(Items listed in a dataset)
☆ ☆ ☆ ☆ ☆ ☆ ☆

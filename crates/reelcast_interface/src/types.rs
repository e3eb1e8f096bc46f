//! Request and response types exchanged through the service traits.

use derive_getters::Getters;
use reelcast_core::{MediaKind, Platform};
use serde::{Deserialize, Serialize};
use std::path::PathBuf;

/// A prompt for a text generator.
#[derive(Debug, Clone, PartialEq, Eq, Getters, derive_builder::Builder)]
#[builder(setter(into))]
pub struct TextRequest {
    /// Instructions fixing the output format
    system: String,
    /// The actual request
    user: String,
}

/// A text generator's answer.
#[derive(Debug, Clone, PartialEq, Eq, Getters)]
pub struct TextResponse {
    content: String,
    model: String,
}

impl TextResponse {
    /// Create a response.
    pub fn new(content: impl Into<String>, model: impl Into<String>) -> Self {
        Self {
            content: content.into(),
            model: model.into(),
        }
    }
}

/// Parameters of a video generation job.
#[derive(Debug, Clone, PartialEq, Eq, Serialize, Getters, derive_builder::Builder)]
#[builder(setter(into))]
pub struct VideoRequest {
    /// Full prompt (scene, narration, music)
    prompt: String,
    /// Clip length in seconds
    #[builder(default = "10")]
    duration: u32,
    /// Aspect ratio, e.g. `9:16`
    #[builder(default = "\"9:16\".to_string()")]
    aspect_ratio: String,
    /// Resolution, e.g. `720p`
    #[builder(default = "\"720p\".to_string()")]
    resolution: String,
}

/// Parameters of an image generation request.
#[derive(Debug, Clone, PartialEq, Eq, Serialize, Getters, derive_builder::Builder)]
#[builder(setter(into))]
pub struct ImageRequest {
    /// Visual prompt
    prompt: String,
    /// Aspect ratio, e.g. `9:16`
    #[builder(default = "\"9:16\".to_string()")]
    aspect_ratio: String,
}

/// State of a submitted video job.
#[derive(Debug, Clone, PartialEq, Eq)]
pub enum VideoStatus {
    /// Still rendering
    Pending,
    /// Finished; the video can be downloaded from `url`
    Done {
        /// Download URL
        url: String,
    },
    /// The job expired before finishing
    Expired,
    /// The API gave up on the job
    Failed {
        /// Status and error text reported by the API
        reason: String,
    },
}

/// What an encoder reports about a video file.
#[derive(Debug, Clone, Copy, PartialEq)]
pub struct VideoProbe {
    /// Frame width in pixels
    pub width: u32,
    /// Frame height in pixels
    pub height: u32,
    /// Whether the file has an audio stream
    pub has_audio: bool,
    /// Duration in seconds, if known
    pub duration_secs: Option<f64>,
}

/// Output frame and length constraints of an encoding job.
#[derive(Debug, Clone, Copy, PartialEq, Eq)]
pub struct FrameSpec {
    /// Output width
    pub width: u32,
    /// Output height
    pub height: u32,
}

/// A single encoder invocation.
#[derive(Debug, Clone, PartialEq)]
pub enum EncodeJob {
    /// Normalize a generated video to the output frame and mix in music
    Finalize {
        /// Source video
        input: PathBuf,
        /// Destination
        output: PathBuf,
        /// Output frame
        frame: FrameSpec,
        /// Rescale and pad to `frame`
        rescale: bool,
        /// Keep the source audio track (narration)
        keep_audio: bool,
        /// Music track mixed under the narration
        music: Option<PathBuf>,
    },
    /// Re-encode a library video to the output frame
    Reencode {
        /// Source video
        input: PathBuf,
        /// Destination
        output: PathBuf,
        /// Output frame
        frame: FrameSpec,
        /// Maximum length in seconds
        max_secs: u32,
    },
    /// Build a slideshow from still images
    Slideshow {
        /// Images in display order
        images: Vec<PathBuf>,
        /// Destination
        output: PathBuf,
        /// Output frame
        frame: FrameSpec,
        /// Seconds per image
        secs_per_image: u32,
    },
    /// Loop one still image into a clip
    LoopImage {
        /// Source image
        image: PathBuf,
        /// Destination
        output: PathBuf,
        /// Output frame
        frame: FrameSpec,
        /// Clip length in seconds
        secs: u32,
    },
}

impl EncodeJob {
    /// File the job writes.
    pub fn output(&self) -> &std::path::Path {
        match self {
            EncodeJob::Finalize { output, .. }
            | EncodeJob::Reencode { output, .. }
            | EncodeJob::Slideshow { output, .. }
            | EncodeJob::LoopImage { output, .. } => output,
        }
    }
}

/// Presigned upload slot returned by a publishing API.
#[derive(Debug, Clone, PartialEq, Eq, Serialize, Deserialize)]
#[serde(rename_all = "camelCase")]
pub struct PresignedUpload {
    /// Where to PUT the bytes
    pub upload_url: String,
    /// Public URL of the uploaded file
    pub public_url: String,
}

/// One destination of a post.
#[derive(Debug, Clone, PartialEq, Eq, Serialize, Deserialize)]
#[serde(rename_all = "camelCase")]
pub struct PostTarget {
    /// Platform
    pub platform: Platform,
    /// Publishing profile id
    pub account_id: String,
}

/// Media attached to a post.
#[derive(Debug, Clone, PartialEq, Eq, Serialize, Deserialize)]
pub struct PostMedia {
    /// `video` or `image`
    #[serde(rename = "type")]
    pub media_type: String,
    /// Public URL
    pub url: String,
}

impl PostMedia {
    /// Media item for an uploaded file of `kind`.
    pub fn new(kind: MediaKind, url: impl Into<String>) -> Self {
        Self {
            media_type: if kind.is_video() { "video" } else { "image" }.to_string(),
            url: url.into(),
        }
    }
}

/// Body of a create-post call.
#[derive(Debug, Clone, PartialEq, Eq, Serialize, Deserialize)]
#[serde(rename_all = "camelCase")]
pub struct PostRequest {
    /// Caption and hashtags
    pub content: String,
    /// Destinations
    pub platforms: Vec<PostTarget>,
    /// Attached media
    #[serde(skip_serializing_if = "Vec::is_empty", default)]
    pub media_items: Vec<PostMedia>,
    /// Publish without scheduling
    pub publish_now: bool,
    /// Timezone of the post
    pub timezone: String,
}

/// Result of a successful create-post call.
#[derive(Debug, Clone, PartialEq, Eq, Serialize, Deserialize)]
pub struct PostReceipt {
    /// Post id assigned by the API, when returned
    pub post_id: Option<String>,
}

☆ ☆ ☆ ☆ ☆ ☆ ☆

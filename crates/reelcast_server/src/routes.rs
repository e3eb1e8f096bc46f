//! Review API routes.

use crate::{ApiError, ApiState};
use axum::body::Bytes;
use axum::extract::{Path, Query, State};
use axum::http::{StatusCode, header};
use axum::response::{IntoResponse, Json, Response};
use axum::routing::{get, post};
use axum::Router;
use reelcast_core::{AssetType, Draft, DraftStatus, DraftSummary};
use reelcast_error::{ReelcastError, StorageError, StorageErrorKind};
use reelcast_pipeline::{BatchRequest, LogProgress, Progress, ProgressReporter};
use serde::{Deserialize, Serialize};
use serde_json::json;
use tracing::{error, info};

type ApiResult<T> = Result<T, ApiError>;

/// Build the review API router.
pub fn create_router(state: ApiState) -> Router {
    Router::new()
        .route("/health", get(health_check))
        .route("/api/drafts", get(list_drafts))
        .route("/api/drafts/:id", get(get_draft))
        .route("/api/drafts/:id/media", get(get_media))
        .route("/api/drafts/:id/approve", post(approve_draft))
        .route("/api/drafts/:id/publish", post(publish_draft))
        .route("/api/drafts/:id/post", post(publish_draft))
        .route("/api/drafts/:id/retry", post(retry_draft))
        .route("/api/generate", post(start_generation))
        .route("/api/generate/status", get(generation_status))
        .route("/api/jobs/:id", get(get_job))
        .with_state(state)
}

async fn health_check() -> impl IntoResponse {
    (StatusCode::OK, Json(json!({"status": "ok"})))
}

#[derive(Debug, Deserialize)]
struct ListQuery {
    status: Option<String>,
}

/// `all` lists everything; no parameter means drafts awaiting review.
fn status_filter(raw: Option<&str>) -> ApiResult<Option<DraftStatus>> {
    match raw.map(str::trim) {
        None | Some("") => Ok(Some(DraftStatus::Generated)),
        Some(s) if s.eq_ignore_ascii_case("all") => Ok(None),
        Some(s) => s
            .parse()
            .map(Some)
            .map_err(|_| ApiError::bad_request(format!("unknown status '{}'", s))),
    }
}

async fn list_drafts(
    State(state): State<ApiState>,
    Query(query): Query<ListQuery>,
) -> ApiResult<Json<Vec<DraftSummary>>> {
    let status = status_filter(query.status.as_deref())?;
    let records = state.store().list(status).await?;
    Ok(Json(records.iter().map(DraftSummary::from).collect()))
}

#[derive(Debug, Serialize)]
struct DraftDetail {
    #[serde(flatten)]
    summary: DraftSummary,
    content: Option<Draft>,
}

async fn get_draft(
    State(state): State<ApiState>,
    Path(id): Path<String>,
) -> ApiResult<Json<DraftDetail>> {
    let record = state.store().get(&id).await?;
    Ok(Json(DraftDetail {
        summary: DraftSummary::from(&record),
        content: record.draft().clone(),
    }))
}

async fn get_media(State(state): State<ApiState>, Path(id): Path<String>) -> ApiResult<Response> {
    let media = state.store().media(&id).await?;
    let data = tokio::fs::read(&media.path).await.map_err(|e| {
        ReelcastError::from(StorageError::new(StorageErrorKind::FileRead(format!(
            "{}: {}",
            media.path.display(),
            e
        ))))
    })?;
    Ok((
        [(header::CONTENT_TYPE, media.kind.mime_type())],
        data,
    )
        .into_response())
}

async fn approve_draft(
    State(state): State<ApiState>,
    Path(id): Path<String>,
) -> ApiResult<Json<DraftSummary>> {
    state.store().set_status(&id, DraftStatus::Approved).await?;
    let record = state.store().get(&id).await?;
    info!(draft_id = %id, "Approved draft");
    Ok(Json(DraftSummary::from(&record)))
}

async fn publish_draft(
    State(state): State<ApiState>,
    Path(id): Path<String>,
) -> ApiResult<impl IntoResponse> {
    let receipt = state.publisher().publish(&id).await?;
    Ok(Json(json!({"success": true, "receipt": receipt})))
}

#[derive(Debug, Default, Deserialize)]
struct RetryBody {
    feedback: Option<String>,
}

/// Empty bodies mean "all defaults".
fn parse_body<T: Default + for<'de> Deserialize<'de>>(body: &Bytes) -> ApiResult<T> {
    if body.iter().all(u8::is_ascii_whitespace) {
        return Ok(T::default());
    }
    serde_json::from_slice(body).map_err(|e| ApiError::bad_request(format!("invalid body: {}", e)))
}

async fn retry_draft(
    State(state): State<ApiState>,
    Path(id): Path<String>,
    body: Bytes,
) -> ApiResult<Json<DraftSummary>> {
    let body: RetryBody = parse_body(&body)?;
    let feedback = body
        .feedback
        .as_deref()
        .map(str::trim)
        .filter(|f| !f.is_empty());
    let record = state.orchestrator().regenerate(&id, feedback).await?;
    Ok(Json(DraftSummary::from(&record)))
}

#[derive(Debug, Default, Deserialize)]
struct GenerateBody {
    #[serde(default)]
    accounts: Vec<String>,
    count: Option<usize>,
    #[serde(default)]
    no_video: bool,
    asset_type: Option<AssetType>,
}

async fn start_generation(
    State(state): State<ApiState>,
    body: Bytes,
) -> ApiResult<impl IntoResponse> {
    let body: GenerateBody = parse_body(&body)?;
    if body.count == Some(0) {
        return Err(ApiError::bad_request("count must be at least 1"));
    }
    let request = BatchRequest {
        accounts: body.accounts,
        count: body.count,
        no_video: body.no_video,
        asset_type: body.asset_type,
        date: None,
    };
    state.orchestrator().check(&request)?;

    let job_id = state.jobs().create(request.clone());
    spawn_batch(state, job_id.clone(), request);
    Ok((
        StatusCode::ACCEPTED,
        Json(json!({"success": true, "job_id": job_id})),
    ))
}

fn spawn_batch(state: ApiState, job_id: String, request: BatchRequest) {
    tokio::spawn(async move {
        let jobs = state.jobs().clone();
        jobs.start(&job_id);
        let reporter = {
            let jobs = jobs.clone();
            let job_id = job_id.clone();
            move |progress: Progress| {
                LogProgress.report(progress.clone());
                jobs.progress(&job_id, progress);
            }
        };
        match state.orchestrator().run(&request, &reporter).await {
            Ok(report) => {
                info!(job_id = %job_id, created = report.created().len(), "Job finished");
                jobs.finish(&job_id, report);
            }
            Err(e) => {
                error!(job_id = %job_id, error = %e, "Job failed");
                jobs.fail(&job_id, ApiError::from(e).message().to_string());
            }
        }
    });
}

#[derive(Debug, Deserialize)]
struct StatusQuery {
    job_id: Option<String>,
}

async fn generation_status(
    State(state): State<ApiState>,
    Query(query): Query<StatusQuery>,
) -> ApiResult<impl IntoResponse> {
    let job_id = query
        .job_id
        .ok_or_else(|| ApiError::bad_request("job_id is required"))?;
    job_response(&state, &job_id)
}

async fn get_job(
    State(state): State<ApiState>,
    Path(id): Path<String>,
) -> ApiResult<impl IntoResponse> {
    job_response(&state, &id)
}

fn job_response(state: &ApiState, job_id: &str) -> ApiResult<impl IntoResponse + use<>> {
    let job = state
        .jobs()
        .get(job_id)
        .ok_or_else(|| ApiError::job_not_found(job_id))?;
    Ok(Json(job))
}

☆ ☆ ☆ ☆ ☆ ☆ ☆

#### [Task requirements]
Copy out each line of the data that has the word "Getters" in it.

#### [Solved problem]
use derive_getters::Getters;
#[derive(Debug, Clone, PartialEq, Eq, Getters, derive_builder::Builder)]
#[derive(Debug, Clone, PartialEq, Eq, Getters)]
#[derive(Debug, Clone, PartialEq, Eq, Serialize, Getters, derive_builder::Builder)]
#[derive(Debug, Clone, PartialEq, Eq, Serialize, Getters, derive_builder::Builder)]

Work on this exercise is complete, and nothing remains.